From Window’s perspective, there’s no need to dual boot. But I get what you’re saying. I’m not trying to defend Microsoft, and think that they’ve been enshittifying windows for years now.
But everything works without jumping through hoops. And if it doesn’t, the fix is usually very easy and done through a GUI 99% of the time.
But you are right. There are many flavours of Linux to try. Aesthetics aren’t my priority, though. I do need things to work without spending hours trying to figure it out.
I’m at an age where messing around on my computer for days on end is long gone. 😵
Ok, a quick update.
After posting, and a little soul-searching, I decided to install Ubunu and give things another try.

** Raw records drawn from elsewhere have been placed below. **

//! Error types for the Sage core
//!
//! Upstream failures travel on their own channel. Nothing in this crate ever
//! returns error text as if it were model output.

use std::time::Duration;

use thiserror::Error;

use crate::ai::retry::{is_retryable_status, IsRetryable};
use crate::pipeline::Stage;

/// Failure of a single completion call
#[derive(Debug, Clone, Error, PartialEq)]
pub enum UpstreamError {
    /// Connection, DNS, TLS or body read failure
    #[error("transport error: {0}")]
    Transport(String),

    /// Rejected credentials (HTTP 401/403)
    #[error("authentication failed: {0}")]
    Authentication(String),

    /// Any other non-success HTTP status
    #[error("API error {status}: {message}")]
    Api {
        status: u16,
        message: String,
        retry_after: Option<Duration>,
    },

    /// The stream broke after it started delivering text
    #[error("stream error: {0}")]
    Stream(String),

    /// The stage did not finish within its time budget
    #[error("timed out after {0:?}")]
    Timeout(Duration),

    /// The caller cancelled the call
    #[error("cancelled")]
    Cancelled,

    /// No API key was supplied
    #[error("no API key configured")]
    MissingCredentials,
}

impl From<reqwest::Error> for UpstreamError {
    fn from(err: reqwest::Error) -> Self {
        UpstreamError::Transport(err.to_string())
    }
}

impl IsRetryable for UpstreamError {
    fn is_retryable(&self) -> bool {
        match self {
            UpstreamError::Transport(_) => true,
            UpstreamError::Api { status, .. } => is_retryable_status(*status),
            _ => false,
        }
    }

    fn retry_after(&self) -> Option<Duration> {
        match self {
            UpstreamError::Api { retry_after, .. } => *retry_after,
            _ => None,
        }
    }
}

/// Failure of a two-stage generation
#[derive(Debug, Clone, Error)]
pub enum CotError {
    /// Blank or whitespace-only question, rejected before any API call
    #[error("question must not be empty")]
    EmptyQuestion,

    /// Persona key not present in the registry
    #[error("unknown persona: {0}")]
    UnknownPersona(String),

    /// A completion call failed. Stage 2 failures keep the finished
    /// reasoning chain.
    #[error("{stage} failed: {source}")]
    Upstream {
        stage: Stage,
        reasoning_chain: Option<String>,
        #[source]
        source: UpstreamError,
    },

    /// A comparison task ended without producing a result
    #[error("generation task aborted: {0}")]
    Aborted(String),
}

impl CotError {
    /// Stage that failed, if the failure came from upstream
    pub fn stage(&self) -> Option<Stage> {
        match self {
            CotError::Upstream { stage, .. } => Some(*stage),
            _ => None,
        }
    }

    /// Reasoning chain completed before the failure, if any
    pub fn reasoning_chain(&self) -> Option<&str> {
        match self {
            CotError::Upstream {
                reasoning_chain, ..
            } => reasoning_chain.as_deref(),
            _ => None,
        }
    }

    /// Underlying upstream error, if any
    pub fn upstream(&self) -> Option<&UpstreamError> {
        match self {
            CotError::Upstream { source, .. } => Some(source),
            _ => None,
        }
    }
}

/// Invalid persona data
#[derive(Debug, Error)]
pub enum RegistryError {
    #[error("failed to read persona file: {0}")]
    Io(#[from] std::io::Error),

    #[error("failed to parse persona table: {0}")]
    Parse(#[from] toml::de::Error),

    #[error("duplicate persona key: {0}")]
    DuplicateKey(String),

    #[error("persona {key:?} has an empty {field}")]
    EmptyField { key: String, field: &'static str },

    #[error("persona table defines no personas")]
    Empty,
}

/// Invalid configuration file
#[derive(Debug, Error)]
pub enum ConfigError {
    #[error("failed to read config: {0}")]
    Io(#[from] std::io::Error),

    #[error("failed to parse config: {0}")]
    Parse(#[from] toml::de::Error),
}
//! Caller-owned generation log
//!
//! Append-only. Nothing in the pipeline writes to it; callers push the
//! results they want to keep.

use chrono::{DateTime, Local};
use serde::{Deserialize, Serialize};

use super::GenerationResult;

/// What a history entry was generated for
#[derive(Debug, Clone, PartialEq, Eq, Serialize, Deserialize)]
pub enum HistorySubject {
    /// One persona
    Single(String),
    /// Every persona side by side
    Comparison,
}

#[derive(Debug, Clone, Serialize, Deserialize)]
pub struct HistoryEntry {
    pub question: String,
    pub persona: HistorySubject,
    /// Completed results as (persona key, result)
    pub results: Vec<(String, GenerationResult)>,
    pub at: DateTime<Local>,
}

impl HistoryEntry {
    pub fn single(
        question: impl Into<String>,
        key: impl Into<String>,
        result: GenerationResult,
    ) -> Self {
        let key = key.into();
        Self {
            question: question.into(),
            persona: HistorySubject::Single(key.clone()),
            results: vec![(key, result)],
            at: Local::now(),
        }
    }

    pub fn comparison(
        question: impl Into<String>,
        results: Vec<(String, GenerationResult)>,
    ) -> Self {
        Self {
            question: question.into(),
            persona: HistorySubject::Comparison,
            results,
            at: Local::now(),
        }
    }

    /// Short label for listings
    pub fn subject_label(&self) -> &str {
        match &self.persona {
            HistorySubject::Single(key) => key,
            HistorySubject::Comparison => "比較模式",
        }
    }
}

#[derive(Debug, Clone, Default)]
pub struct GenerationLog {
    entries: Vec<HistoryEntry>,
}

impl GenerationLog {
    pub fn new() -> Self {
        Self::default()
    }

    pub fn push(&mut self, entry: HistoryEntry) {
        self.entries.push(entry);
    }

    /// Up to `n` entries, newest first
    pub fn recent(&self, n: usize) -> impl Iterator<Item = &HistoryEntry> {
        self.entries.iter().rev().take(n)
    }

    /// All entries, oldest first
    pub fn iter(&self) -> impl Iterator<Item = &HistoryEntry> {
        self.entries.iter()
    }

    pub fn len(&self) -> usize {
        self.entries.len()
    }

    pub fn is_empty(&self) -> bool {
        self.entries.is_empty()
    }
}
//! Scripted completion backend for pipeline tests
//!
//! Replies are keyed by the system prompt, so each persona stage can be
//! scripted independently. Every call and every stream end is written to a
//! shared journal that tests can also append to.

use std::collections::HashMap;
use std::sync::{Arc, Mutex};
use std::time::Duration;

use async_trait::async_trait;
use tokio::sync::mpsc;

use crate::ai::{ApiKey, CompletionBackend, CompletionRequest, FinishReason, StreamPart};
use crate::error::UpstreamError;

#[derive(Debug, Clone)]
pub(crate) enum Script {
    /// Whole reply, streamed as one fragment
    Reply(String),
    /// Streamed fragment by fragment; blocking calls get the concatenation
    Fragments(Vec<String>),
    /// Streams the fragments, then a terminal error
    BreakAfter {
        fragments: Vec<String>,
        detail: String,
    },
    /// Streams the fragments, then closes without a finish
    Truncated(Vec<String>),
    /// Fails before any output
    Fail(UpstreamError),
    /// Never completes
    Hang,
}

#[derive(Debug, Clone, PartialEq)]
pub(crate) struct RecordedCall {
    pub system: String,
    pub user: String,
    pub streaming: bool,
}

#[derive(Default)]
pub(crate) struct ScriptedBackend {
    scripts: HashMap<String, Script>,
    delay: Option<Duration>,
    calls: Mutex<Vec<RecordedCall>>,
    journal: Arc<Mutex<Vec<String>>>,
}

impl ScriptedBackend {
    pub fn new() -> Self {
        Self::default()
    }

    pub fn script(mut self, system: impl Into<String>, script: Script) -> Self {
        self.scripts.insert(system.into(), script);
        self
    }

    pub fn reply(self, system: impl Into<String>, text: impl Into<String>) -> Self {
        self.script(system, Script::Reply(text.into()))
    }

    /// Sleep before answering each call
    pub fn with_delay(mut self, delay: Duration) -> Self {
        self.delay = Some(delay);
        self
    }

    pub fn calls(&self) -> Vec<RecordedCall> {
        self.calls.lock().unwrap().clone()
    }

    pub fn call_count(&self) -> usize {
        self.calls.lock().unwrap().len()
    }

    pub fn calls_for(&self, system: &str) -> usize {
        self.calls
            .lock()
            .unwrap()
            .iter()
            .filter(|c| c.system == system)
            .count()
    }

    pub fn journal(&self) -> Arc<Mutex<Vec<String>>> {
        self.journal.clone()
    }

    fn record(&self, request: &CompletionRequest, streaming: bool) -> Script {
        self.calls.lock().unwrap().push(RecordedCall {
            system: request.system.clone(),
            user: request.user.clone(),
            streaming,
        });
        self.journal
            .lock()
            .unwrap()
            .push(format!("call:{}", request.system));
        self.scripts
            .get(&request.system)
            .cloned()
            .unwrap_or_else(|| {
                Script::Fail(UpstreamError::Api {
                    status: 404,
                    message: format!("no script for system prompt {:?}", request.system),
                    retry_after: None,
                })
            })
    }

    async fn pause(&self) {
        if let Some(delay) = self.delay {
            tokio::time::sleep(delay).await;
        }
    }
}

#[async_trait]
impl CompletionBackend for ScriptedBackend {
    async fn complete(
        &self,
        request: &CompletionRequest,
        _credentials: &ApiKey,
    ) -> Result<String, UpstreamError> {
        let script = self.record(request, false);
        self.pause().await;
        match script {
            Script::Reply(text) => Ok(text),
            Script::Fragments(fragments) => Ok(fragments.concat()),
            Script::BreakAfter { detail, .. } => Err(UpstreamError::Stream(detail)),
            Script::Truncated(_) => Err(UpstreamError::Stream(
                "stream ended before completion".to_string(),
            )),
            Script::Fail(err) => Err(err),
            Script::Hang => std::future::pending().await,
        }
    }

    async fn complete_streaming(
        &self,
        request: &CompletionRequest,
        _credentials: &ApiKey,
    ) -> Result<mpsc::UnboundedReceiver<StreamPart>, UpstreamError> {
        let script = self.record(request, true);
        self.pause().await;
        let (fragments, last) = match script {
            Script::Reply(text) => (vec![text], Some(finish())),
            Script::Fragments(fragments) => (fragments, Some(finish())),
            Script::BreakAfter { fragments, detail } => {
                (fragments, Some(StreamPart::Error { detail }))
            }
            Script::Truncated(fragments) => (fragments, None),
            Script::Fail(err) => return Err(err),
            Script::Hang => return std::future::pending().await,
        };

        let (tx, rx) = mpsc::unbounded_channel();
        let journal = self.journal.clone();
        let system = request.system.clone();
        tokio::spawn(async move {
            for delta in fragments {
                if tx.send(StreamPart::TextDelta { delta }).is_err() {
                    return;
                }
                tokio::task::yield_now().await;
            }
            if let Some(last) = last {
                let _ = tx.send(last);
            }
            journal.lock().unwrap().push(format!("stream-end:{}", system));
        });
        Ok(rx)
    }
}

fn finish() -> StreamPart {
    StreamPart::Finish {
        reason: FinishReason::Stop,
    }
}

Installation failed the first time, seemingly right at the end! Tried again, and it went through.
Set things up, and things seem to be OK. I’m only running a browser, and needed to try a paid windows program through Wine, which installed and loaded up without any real issues.
I go for a walk during lunch. Come back to the Linux login screen (expected, as I’d assume it locks like Windows). Log in… blank slate. All my work was closed, and it was like a fresh reboot. What the hell??? No error messages or anything. I literally have the browser and like a few other programs installed, so it’s not like the system is a mess from years of bad software installations.
Sigh…
Then I try another paid Windows program used to convert video files. It seems to work, but it’s not detecting my Intel graphics card. As I look for help on how to do this (officially, from my Laptop vendor), I get pages and pages of things to try… all through the terminal.
I mean, this is stuff that just works on Windows. No messing with stuff.
I really want Linux to be my daily driver, and even I type this from Ubuntu, I can’t help but feel like something is going to catastrophically self-destruct at any moment, and that kind of anxiety is never felt while using Windows.
I couldn’t imagine setting linux up for my wife, if this is the experience I’m having.